_Instructions for the task:_
Please give the number of lines in the material below that contain "StatusCode", without further comment.
===============
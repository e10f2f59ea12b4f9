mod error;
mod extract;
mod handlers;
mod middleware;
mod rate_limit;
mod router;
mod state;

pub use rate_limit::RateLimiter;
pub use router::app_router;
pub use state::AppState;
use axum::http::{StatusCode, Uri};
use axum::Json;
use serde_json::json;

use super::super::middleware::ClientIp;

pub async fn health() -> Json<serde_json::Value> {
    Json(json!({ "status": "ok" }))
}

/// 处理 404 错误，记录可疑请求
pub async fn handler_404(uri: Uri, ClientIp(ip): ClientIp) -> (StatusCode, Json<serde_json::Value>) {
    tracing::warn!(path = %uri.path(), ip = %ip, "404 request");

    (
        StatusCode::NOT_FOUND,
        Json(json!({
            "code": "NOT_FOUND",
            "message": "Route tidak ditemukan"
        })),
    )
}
===============
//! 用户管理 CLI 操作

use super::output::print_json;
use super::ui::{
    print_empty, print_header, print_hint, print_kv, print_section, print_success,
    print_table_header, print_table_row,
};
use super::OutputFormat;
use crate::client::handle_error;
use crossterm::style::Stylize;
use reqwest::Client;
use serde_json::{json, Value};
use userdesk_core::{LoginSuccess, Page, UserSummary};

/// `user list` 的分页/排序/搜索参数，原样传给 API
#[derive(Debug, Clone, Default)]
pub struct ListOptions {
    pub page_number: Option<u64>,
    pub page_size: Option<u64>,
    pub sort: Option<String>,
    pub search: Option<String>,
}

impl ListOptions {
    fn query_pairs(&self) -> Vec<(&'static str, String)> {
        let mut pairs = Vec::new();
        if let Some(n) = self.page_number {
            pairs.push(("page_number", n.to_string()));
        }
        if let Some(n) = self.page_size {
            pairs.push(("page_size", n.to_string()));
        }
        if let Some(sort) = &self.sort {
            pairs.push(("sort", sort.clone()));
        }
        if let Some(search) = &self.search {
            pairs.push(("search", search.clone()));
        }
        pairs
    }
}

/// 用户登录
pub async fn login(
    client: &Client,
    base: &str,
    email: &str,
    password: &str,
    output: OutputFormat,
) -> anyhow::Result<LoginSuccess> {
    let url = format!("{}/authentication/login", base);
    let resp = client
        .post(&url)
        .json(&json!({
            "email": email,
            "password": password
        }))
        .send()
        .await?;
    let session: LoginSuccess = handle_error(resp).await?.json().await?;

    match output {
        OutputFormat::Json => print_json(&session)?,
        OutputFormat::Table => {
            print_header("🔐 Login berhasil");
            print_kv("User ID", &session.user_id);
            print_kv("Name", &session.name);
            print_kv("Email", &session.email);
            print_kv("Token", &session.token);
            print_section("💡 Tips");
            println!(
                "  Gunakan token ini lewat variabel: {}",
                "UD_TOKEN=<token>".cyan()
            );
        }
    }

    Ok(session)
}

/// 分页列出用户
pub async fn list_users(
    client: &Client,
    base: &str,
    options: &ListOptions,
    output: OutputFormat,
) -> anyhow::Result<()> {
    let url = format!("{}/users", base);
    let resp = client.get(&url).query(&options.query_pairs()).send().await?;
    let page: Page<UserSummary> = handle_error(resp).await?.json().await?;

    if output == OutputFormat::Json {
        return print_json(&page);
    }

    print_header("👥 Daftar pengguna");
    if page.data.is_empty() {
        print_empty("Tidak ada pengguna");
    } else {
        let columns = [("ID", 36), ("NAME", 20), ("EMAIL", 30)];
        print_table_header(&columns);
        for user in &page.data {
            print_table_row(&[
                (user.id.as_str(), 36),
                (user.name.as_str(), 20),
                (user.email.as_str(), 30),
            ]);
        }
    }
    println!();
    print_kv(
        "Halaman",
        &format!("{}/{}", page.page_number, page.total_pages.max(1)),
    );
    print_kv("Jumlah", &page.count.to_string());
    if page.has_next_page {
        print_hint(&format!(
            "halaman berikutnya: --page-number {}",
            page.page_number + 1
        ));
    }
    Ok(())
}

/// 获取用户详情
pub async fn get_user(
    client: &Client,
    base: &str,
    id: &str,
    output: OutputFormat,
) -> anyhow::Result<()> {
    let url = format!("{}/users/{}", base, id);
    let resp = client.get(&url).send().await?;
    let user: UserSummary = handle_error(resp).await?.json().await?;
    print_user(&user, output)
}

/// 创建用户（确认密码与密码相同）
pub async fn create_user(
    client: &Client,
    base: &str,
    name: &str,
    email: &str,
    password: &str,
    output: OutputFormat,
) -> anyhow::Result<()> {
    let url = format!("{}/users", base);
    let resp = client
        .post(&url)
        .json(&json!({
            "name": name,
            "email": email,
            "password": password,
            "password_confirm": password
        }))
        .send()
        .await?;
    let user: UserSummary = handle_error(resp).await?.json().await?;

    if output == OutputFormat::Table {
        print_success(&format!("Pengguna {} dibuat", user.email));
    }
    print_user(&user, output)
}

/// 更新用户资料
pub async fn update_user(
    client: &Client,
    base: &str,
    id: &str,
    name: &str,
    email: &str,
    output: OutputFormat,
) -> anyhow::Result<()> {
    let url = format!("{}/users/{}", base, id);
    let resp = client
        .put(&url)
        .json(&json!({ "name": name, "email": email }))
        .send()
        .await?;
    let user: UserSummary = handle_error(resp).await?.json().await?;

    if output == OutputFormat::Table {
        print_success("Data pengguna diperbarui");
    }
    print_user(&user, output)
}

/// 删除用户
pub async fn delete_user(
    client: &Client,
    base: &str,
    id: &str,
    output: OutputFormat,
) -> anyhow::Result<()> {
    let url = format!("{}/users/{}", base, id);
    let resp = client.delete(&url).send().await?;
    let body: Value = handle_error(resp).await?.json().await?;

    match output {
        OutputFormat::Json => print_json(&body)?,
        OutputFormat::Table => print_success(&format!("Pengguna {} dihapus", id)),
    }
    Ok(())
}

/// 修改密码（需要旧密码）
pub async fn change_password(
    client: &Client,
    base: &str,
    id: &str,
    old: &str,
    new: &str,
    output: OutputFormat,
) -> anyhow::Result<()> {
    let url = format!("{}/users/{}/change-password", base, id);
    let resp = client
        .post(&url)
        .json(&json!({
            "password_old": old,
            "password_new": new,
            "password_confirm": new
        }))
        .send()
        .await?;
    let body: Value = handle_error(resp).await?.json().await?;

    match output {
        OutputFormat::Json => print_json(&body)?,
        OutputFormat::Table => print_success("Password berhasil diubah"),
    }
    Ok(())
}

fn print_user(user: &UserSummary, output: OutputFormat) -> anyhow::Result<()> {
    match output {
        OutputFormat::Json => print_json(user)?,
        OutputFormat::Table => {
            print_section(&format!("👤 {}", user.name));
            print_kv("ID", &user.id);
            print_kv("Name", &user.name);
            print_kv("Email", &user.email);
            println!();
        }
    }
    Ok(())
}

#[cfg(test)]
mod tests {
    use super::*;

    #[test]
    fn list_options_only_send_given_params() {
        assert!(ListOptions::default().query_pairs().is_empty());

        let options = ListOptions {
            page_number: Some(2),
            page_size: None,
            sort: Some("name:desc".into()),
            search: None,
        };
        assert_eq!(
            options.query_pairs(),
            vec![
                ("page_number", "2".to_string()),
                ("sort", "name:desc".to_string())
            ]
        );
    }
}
===============
_Task response:_
3